* Assigned task
Your response must be the entire set of entries, reproduced word for word.

* Records from a dataset
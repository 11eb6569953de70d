use hpcds_core::Vector3;

use crate::batch::plan_batches;

/// Tunable limits for [`plan_url_batches`] and [`crate::plan_write_batches`].
///
/// These are process-wide tunables rather than recompile-time constants, so
/// both live on a config value with a documented default instead of a
/// `const`.
#[derive(Debug, Clone, Copy, PartialEq, Eq)]
pub struct PlannerConfig {
    /// Maximum length, in bytes, of one batched read URL.
    pub max_url_len: usize,
}

impl Default for PlannerConfig {
    fn default() -> Self {
        Self { max_url_len: 2048 }
    }
}

/// One planned batch: the URL to request and the original input indices it
/// covers, in the order their block payloads will appear in the response.
#[derive(Debug, Clone, PartialEq, Eq)]
pub struct UrlBatch {
    /// Fully-built request URL for this batch.
    pub url: String,
    /// Indices into the caller's original coordinate list this batch
    /// covers, in request order.
    pub indices: Vec<usize>,
}

/// Groups an ordered list of block coordinates into batched request URLs
/// under `config.max_url_len`.
///
/// Each coordinate contributes a six-segment suffix
/// `/cx/cy/cz/timepoint/channel/angle` to the URL under construction;
/// whenever appending the next suffix would make the URL longer than
/// `config.max_url_len`, the current URL is emitted and a fresh one is
/// started from `session_url`. A suffix that exactly reaches the limit is
/// still included (strict `>` test, not `>=`).
///
/// Every input index appears in exactly one returned batch, and batches
/// preserve input order within themselves and across the returned
/// sequence.
pub fn plan_url_batches(
    session_url: &str,
    coords: &[Vector3<i32>],
    timepoint: i32,
    channel: i32,
    angle: i32,
    config: &PlannerConfig,
) -> Vec<UrlBatch> {
    let suffixes: Vec<String> = coords
        .iter()
        .map(|c| format!("/{}/{}/{}/{}/{}/{}", c.x, c.y, c.z, timepoint, channel, angle))
        .collect();

    let batches = plan_batches(
        coords.len(),
        session_url.len(),
        |i| suffixes[i].len(),
        config.max_url_len,
    );

    batches
        .into_iter()
        .map(|indices| {
            let mut url = session_url.to_string();
            for &i in &indices {
                url.push_str(&suffixes[i]);
            }
            UrlBatch { url, indices }
        })
        .collect()
}
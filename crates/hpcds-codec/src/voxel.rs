use hpcds_core::VoxelType;

/// One decoded scalar voxel value, tagged by its runtime type.
///
/// Modeled as a closed variant over the fixed scalar set rather than a
/// compile-time generic parameter, so `encode`/`decode` can dispatch once
/// per call from the dataset's `voxelType` string instead of requiring one
/// monomorphized codec per scalar type.
#[derive(Debug, Clone, Copy, PartialEq)]
pub enum Voxel {
    /// `uint8`.
    U8(u8),
    /// `uint16`.
    U16(u16),
    /// `uint32`.
    U32(u32),
    /// `uint64`.
    U64(u64),
    /// `int8`.
    I8(i8),
    /// `int16`.
    I16(i16),
    /// `int32`.
    I32(i32),
    /// `int64`.
    I64(i64),
    /// `float32`.
    F32(f32),
    /// `float64`.
    F64(f64),
}

impl Voxel {
    /// The [`VoxelType`] tag of this value.
    pub fn voxel_type(self) -> VoxelType {
        match self {
            Voxel::U8(_) => VoxelType::U8,
            Voxel::U16(_) => VoxelType::U16,
            Voxel::U32(_) => VoxelType::U32,
            Voxel::U64(_) => VoxelType::U64,
            Voxel::I8(_) => VoxelType::I8,
            Voxel::I16(_) => VoxelType::I16,
            Voxel::I32(_) => VoxelType::I32,
            Voxel::I64(_) => VoxelType::I64,
            Voxel::F32(_) => VoxelType::F32,
            Voxel::F64(_) => VoxelType::F64,
        }
    }

    /// Decodes one scalar of `ty` from `bytes`, which are big-endian on the
    /// wire regardless of host byte order (see the block codec's wire
    /// layout for the rationale).
    pub(crate) fn from_be_bytes(ty: VoxelType, bytes: &[u8]) -> Voxel {
        match ty {
            VoxelType::U8 => Voxel::U8(bytes[0]),
            VoxelType::U16 => Voxel::U16(u16::from_be_bytes(bytes.try_into().unwrap())),
            VoxelType::U32 => Voxel::U32(u32::from_be_bytes(bytes.try_into().unwrap())),
            VoxelType::U64 => Voxel::U64(u64::from_be_bytes(bytes.try_into().unwrap())),
            VoxelType::I8 => Voxel::I8(bytes[0] as i8),
            VoxelType::I16 => Voxel::I16(i16::from_be_bytes(bytes.try_into().unwrap())),
            VoxelType::I32 => Voxel::I32(i32::from_be_bytes(bytes.try_into().unwrap())),
            VoxelType::I64 => Voxel::I64(i64::from_be_bytes(bytes.try_into().unwrap())),
            VoxelType::F32 => Voxel::F32(f32::from_be_bytes(bytes.try_into().unwrap())),
            VoxelType::F64 => Voxel::F64(f64::from_be_bytes(bytes.try_into().unwrap())),
        }
    }

    /// Appends this value's big-endian wire representation to `out`.
    pub(crate) fn write_be(self, out: &mut Vec<u8>) {
        match self {
            Voxel::U8(v) => out.push(v),
            Voxel::U16(v) => out.extend_from_slice(&v.to_be_bytes()),
            Voxel::U32(v) => out.extend_from_slice(&v.to_be_bytes()),
            Voxel::U64(v) => out.extend_from_slice(&v.to_be_bytes()),
            Voxel::I8(v) => out.push(v as u8),
            Voxel::I16(v) => out.extend_from_slice(&v.to_be_bytes()),
            Voxel::I32(v) => out.extend_from_slice(&v.to_be_bytes()),
            Voxel::I64(v) => out.extend_from_slice(&v.to_be_bytes()),
            Voxel::F32(v) => out.extend_from_slice(&v.to_be_bytes()),
            Voxel::F64(v) => out.extend_from_slice(&v.to_be_bytes()),
        }
    }
}
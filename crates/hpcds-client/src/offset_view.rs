use hpcds_codec::{Voxel, VoxelGrid};
use hpcds_core::{Vector3, VoxelType};

/// A read-only window into another [`VoxelGrid`], shifted by a fixed
/// offset and clipped to a smaller extent.
///
/// Used to hand `hpcds-codec::encode` a per-block sub-view of a caller's
/// full image without copying voxels.
pub(crate) struct OffsetView<'a> {
    pub(crate) inner: &'a dyn VoxelGrid,
    pub(crate) offset: Vector3<i32>,
    pub(crate) extent: Vector3<i32>,
}

impl VoxelGrid for OffsetView<'_> {
    fn voxel_type(&self) -> VoxelType {
        self.inner.voxel_type()
    }

    fn extent(&self) -> Vector3<i32> {
        self.extent
    }

    fn get(&self, coord: Vector3<i32>) -> Voxel {
        self.inner.get(self.offset + coord)
    }
}
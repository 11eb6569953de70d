#![warn(missing_docs)]
//! # hpcds-planner
//!
//! ## Purpose
//! Turns an ordered list of block coordinates (or blocks-to-write) into
//! batches that respect a byte budget — a URL-length budget for reads, a
//! payload-size budget for writes.
//!
//! ## Responsibilities
//! - Pack block-coordinate suffixes into request URLs under a length limit.
//! - Pack blocks into write batches under a payload-size target.
//! - Preserve caller-supplied ordering and guarantee every index appears in
//!   exactly one output batch.
//!
//! ## Data flow
//! `hpcds-client` calls [`plan_url_batches`] before every batched read and
//! [`plan_write_batches`] before every batched write; `hpcds-transport`
//! issues one request per returned batch.
//!
//! ## Ownership and lifetimes
//! Every function here is a pure value transform with no retained state
//! between calls.
//!
//! ## Error model
//! This crate has no failure modes of its own; it only rearranges indices.

mod batch;
mod url;
mod write_batch;

pub use url::{PlannerConfig, UrlBatch, plan_url_batches};
pub use write_batch::{WriteBatchConfig, plan_write_batches};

* Problem solution
repository 11eb6569953de70d
use hpcds_core::Vector3;

use crate::batch::plan_batches;

/// Tunable limits for [`plan_url_batches`] and [`crate::plan_write_batches`].
///
/// These are process-wide tunables rather than recompile-time constants, so
/// both live on a config value with a documented default instead of a
/// `const`.
#[derive(Debug, Clone, Copy, PartialEq, Eq)]
pub struct PlannerConfig {
    /// Maximum length, in bytes, of one batched read URL.
    pub max_url_len: usize,
}

impl Default for PlannerConfig {
    fn default() -> Self {
        Self { max_url_len: 2048 }
    }
}

/// One planned batch: the URL to request and the original input indices it
/// covers, in the order their block payloads will appear in the response.
#[derive(Debug, Clone, PartialEq, Eq)]
pub struct UrlBatch {
    /// Fully-built request URL for this batch.
    pub url: String,
    /// Indices into the caller's original coordinate list this batch
    /// covers, in request order.
    pub indices: Vec<usize>,
}

/// Groups an ordered list of block coordinates into batched request URLs
/// under `config.max_url_len`.
///
/// Each coordinate contributes a six-segment suffix
/// `/cx/cy/cz/timepoint/channel/angle` to the URL under construction;
/// whenever appending the next suffix would make the URL longer than
/// `config.max_url_len`, the current URL is emitted and a fresh one is
/// started from `session_url`. A suffix that exactly reaches the limit is
/// still included (strict `>` test, not `>=`).
///
/// Every input index appears in exactly one returned batch, and batches
/// preserve input order within themselves and across the returned
/// sequence.
pub fn plan_url_batches(
    session_url: &str,
    coords: &[Vector3<i32>],
    timepoint: i32,
    channel: i32,
    angle: i32,
    config: &PlannerConfig,
) -> Vec<UrlBatch> {
    let suffixes: Vec<String> = coords
        .iter()
        .map(|c| format!("/{}/{}/{}/{}/{}/{}", c.x, c.y, c.z, timepoint, channel, angle))
        .collect();

    let batches = plan_batches(
        coords.len(),
        session_url.len(),
        |i| suffixes[i].len(),
        config.max_url_len,
    );

    batches
        .into_iter()
        .map(|indices| {
            let mut url = session_url.to_string();
            for &i in &indices {
                url.push_str(&suffixes[i]);
            }
            UrlBatch { url, indices }
        })
        .collect()
}
filename crates/hpcds-codec/src/voxel.rs
use hpcds_core::VoxelType;

/// One decoded scalar voxel value, tagged by its runtime type.
///
/// Modeled as a closed variant over the fixed scalar set rather than a
/// compile-time generic parameter, so `encode`/`decode` can dispatch once
/// per call from the dataset's `voxelType` string instead of requiring one
/// monomorphized codec per scalar type.
#[derive(Debug, Clone, Copy, PartialEq)]
pub enum Voxel {
    /// `uint8`.
    U8(u8),
    /// `uint16`.
    U16(u16),
    /// `uint32`.
    U32(u32),
    /// `uint64`.
    U64(u64),
    /// `int8`.
    I8(i8),
    /// `int16`.
    I16(i16),
    /// `int32`.
    I32(i32),
    /// `int64`.
    I64(i64),
    /// `float32`.
    F32(f32),
    /// `float64`.
    F64(f64),
}

impl Voxel {
    /// The [`VoxelType`] tag of this value.
    pub fn voxel_type(self) -> VoxelType {
        match self {
            Voxel::U8(_) => VoxelType::U8,
            Voxel::U16(_) => VoxelType::U16,
            Voxel::U32(_) => VoxelType::U32,
            Voxel::U64(_) => VoxelType::U64,
            Voxel::I8(_) => VoxelType::I8,
            Voxel::I16(_) => VoxelType::I16,
            Voxel::I32(_) => VoxelType::I32,
            Voxel::I64(_) => VoxelType::I64,
            Voxel::F32(_) => VoxelType::F32,
            Voxel::F64(_) => VoxelType::F64,
        }
    }

    /// Decodes one scalar of `ty` from `bytes`, which are big-endian on the
    /// wire regardless of host byte order (see the block codec's wire
    /// layout for the rationale).
    pub(crate) fn from_be_bytes(ty: VoxelType, bytes: &[u8]) -> Voxel {
        match ty {
            VoxelType::U8 => Voxel::U8(bytes[0]),
            VoxelType::U16 => Voxel::U16(u16::from_be_bytes(bytes.try_into().unwrap())),
            VoxelType::U32 => Voxel::U32(u32::from_be_bytes(bytes.try_into().unwrap())),
            VoxelType::U64 => Voxel::U64(u64::from_be_bytes(bytes.try_into().unwrap())),
            VoxelType::I8 => Voxel::I8(bytes[0] as i8),
            VoxelType::I16 => Voxel::I16(i16::from_be_bytes(bytes.try_into().unwrap())),
            VoxelType::I32 => Voxel::I32(i32::from_be_bytes(bytes.try_into().unwrap())),
            VoxelType::I64 => Voxel::I64(i64::from_be_bytes(bytes.try_into().unwrap())),
            VoxelType::F32 => Voxel::F32(f32::from_be_bytes(bytes.try_into().unwrap())),
            VoxelType::F64 => Voxel::F64(f64::from_be_bytes(bytes.try_into().unwrap())),
        }
    }

    /// Appends this value's big-endian wire representation to `out`.
    pub(crate) fn write_be(self, out: &mut Vec<u8>) {
        match self {
            Voxel::U8(v) => out.push(v),
            Voxel::U16(v) => out.extend_from_slice(&v.to_be_bytes()),
            Voxel::U32(v) => out.extend_from_slice(&v.to_be_bytes()),
            Voxel::U64(v) => out.extend_from_slice(&v.to_be_bytes()),
            Voxel::I8(v) => out.push(v as u8),
            Voxel::I16(v) => out.extend_from_slice(&v.to_be_bytes()),
            Voxel::I32(v) => out.extend_from_slice(&v.to_be_bytes()),
            Voxel::I64(v) => out.extend_from_slice(&v.to_be_bytes()),
            Voxel::F32(v) => out.extend_from_slice(&v.to_be_bytes()),
            Voxel::F64(v) => out.extend_from_slice(&v.to_be_bytes()),
        }
    }
}
filename crates/hpcds-client/src/offset_view.rs
use hpcds_codec::{Voxel, VoxelGrid};
use hpcds_core::{Vector3, VoxelType};

/// A read-only window into another [`VoxelGrid`], shifted by a fixed
/// offset and clipped to a smaller extent.
///
/// Used to hand `hpcds-codec::encode` a per-block sub-view of a caller's
/// full image without copying voxels.
pub(crate) struct OffsetView<'a> {
    pub(crate) inner: &'a dyn VoxelGrid,
    pub(crate) offset: Vector3<i32>,
    pub(crate) extent: Vector3<i32>,
}

impl VoxelGrid for OffsetView<'_> {
    fn voxel_type(&self) -> VoxelType {
        self.inner.voxel_type()
    }

    fn extent(&self) -> Vector3<i32> {
        self.extent
    }

    fn get(&self, coord: Vector3<i32>) -> Voxel {
        self.inner.get(self.offset + coord)
    }
}
repository 11eb6569953de70d
#![warn(missing_docs)]
//! # hpcds-planner
//!
//! ## Purpose
//! Turns an ordered list of block coordinates (or blocks-to-write) into
//! batches that respect a byte budget — a URL-length budget for reads, a
//! payload-size budget for writes.
//!
//! ## Responsibilities
//! - Pack block-coordinate suffixes into request URLs under a length limit.
//! - Pack blocks into write batches under a payload-size target.
//! - Preserve caller-supplied ordering and guarantee every index appears in
//!   exactly one output batch.
//!
//! ## Data flow
//! `hpcds-client` calls [`plan_url_batches`] before every batched read and
//! [`plan_write_batches`] before every batched write; `hpcds-transport`
//! issues one request per returned batch.
//!
//! ## Ownership and lifetimes
//! Every function here is a pure value transform with no retained state
//! between calls.
//!
//! ## Error model
//! This crate has no failure modes of its own; it only rearranges indices.

mod batch;
mod url;
mod write_batch;

pub use url::{PlannerConfig, UrlBatch, plan_url_batches};
pub use write_batch::{WriteBatchConfig, plan_write_batches};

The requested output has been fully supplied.